▸ What is required: Each line of the records that holds "Some" should be shown in full.

──────── Data supplied ────────

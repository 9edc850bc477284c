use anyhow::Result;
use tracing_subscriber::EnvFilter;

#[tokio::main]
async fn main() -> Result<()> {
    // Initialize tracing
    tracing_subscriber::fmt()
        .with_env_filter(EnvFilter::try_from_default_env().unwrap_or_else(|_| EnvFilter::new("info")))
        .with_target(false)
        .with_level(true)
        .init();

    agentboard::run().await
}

────────
──────── Data supplied ────────

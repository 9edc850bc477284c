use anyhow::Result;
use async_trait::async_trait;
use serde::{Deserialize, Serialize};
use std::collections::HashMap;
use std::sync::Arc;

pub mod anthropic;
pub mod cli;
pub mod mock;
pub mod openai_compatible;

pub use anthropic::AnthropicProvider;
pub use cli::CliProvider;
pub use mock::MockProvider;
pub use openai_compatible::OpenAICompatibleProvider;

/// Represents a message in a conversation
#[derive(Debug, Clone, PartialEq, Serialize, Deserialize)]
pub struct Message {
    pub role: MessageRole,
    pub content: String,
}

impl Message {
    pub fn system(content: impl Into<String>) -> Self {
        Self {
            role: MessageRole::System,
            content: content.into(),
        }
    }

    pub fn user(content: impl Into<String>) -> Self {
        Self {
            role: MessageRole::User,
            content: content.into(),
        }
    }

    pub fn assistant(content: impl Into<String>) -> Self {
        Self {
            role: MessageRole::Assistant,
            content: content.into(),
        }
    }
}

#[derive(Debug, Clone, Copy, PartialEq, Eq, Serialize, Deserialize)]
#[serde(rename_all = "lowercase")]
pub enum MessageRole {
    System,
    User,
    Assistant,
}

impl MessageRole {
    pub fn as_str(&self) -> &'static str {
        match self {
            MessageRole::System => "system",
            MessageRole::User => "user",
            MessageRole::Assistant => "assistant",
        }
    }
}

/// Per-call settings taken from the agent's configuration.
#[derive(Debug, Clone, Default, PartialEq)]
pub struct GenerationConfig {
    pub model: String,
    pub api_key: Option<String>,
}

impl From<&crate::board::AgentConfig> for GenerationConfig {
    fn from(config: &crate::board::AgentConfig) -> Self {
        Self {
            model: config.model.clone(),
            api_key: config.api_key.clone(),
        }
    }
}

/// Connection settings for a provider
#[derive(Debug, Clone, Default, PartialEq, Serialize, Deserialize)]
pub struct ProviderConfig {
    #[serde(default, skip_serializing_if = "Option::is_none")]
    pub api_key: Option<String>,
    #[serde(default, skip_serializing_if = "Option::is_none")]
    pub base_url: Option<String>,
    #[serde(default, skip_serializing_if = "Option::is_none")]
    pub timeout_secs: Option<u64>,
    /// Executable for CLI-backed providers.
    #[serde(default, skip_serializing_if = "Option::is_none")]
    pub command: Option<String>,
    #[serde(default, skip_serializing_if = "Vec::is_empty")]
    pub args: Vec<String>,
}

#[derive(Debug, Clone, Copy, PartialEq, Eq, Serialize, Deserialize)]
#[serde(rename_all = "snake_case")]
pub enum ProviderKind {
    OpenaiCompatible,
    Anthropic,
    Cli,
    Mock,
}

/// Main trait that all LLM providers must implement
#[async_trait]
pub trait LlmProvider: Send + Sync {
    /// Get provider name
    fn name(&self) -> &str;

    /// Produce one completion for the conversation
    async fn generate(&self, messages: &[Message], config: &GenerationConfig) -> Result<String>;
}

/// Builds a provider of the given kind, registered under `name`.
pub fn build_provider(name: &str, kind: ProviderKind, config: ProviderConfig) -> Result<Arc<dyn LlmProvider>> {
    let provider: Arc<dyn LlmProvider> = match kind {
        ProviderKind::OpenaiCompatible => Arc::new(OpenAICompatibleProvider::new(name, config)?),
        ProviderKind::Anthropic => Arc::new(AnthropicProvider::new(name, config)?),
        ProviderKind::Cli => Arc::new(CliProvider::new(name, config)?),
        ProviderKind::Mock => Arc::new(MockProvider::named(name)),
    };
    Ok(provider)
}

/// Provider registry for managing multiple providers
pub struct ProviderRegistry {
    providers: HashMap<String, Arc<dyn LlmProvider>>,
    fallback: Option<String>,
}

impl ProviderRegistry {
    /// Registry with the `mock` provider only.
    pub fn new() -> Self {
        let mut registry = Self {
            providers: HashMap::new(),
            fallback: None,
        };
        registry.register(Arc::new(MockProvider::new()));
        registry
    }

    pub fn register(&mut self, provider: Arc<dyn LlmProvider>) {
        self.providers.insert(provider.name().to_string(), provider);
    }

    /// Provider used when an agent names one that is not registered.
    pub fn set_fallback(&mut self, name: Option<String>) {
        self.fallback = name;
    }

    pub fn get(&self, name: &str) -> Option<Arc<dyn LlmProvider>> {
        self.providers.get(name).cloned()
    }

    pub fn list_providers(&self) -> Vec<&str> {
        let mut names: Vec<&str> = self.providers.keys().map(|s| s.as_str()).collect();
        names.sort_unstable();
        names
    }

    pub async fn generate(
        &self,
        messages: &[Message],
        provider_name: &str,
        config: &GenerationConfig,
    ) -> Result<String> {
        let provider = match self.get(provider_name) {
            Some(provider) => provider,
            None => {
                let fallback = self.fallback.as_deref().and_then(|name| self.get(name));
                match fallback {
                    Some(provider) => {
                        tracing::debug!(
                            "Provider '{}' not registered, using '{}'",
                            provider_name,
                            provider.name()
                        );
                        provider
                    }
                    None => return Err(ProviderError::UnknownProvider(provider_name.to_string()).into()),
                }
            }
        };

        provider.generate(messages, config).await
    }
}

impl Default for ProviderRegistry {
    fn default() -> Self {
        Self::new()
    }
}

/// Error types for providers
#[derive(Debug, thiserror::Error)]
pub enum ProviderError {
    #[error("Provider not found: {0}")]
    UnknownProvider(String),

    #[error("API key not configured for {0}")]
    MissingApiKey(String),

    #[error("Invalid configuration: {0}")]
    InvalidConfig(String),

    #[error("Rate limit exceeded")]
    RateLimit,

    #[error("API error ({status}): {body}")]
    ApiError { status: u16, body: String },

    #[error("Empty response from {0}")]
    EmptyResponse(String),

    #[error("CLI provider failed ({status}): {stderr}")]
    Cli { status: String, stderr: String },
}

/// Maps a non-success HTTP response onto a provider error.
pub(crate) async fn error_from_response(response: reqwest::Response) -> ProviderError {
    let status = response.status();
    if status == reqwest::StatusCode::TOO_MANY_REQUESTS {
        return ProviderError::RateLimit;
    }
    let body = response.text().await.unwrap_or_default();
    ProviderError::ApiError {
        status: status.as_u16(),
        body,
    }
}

────────

▸ Result of this exercise:
            Some(provider) => provider,
                    Some(provider) => {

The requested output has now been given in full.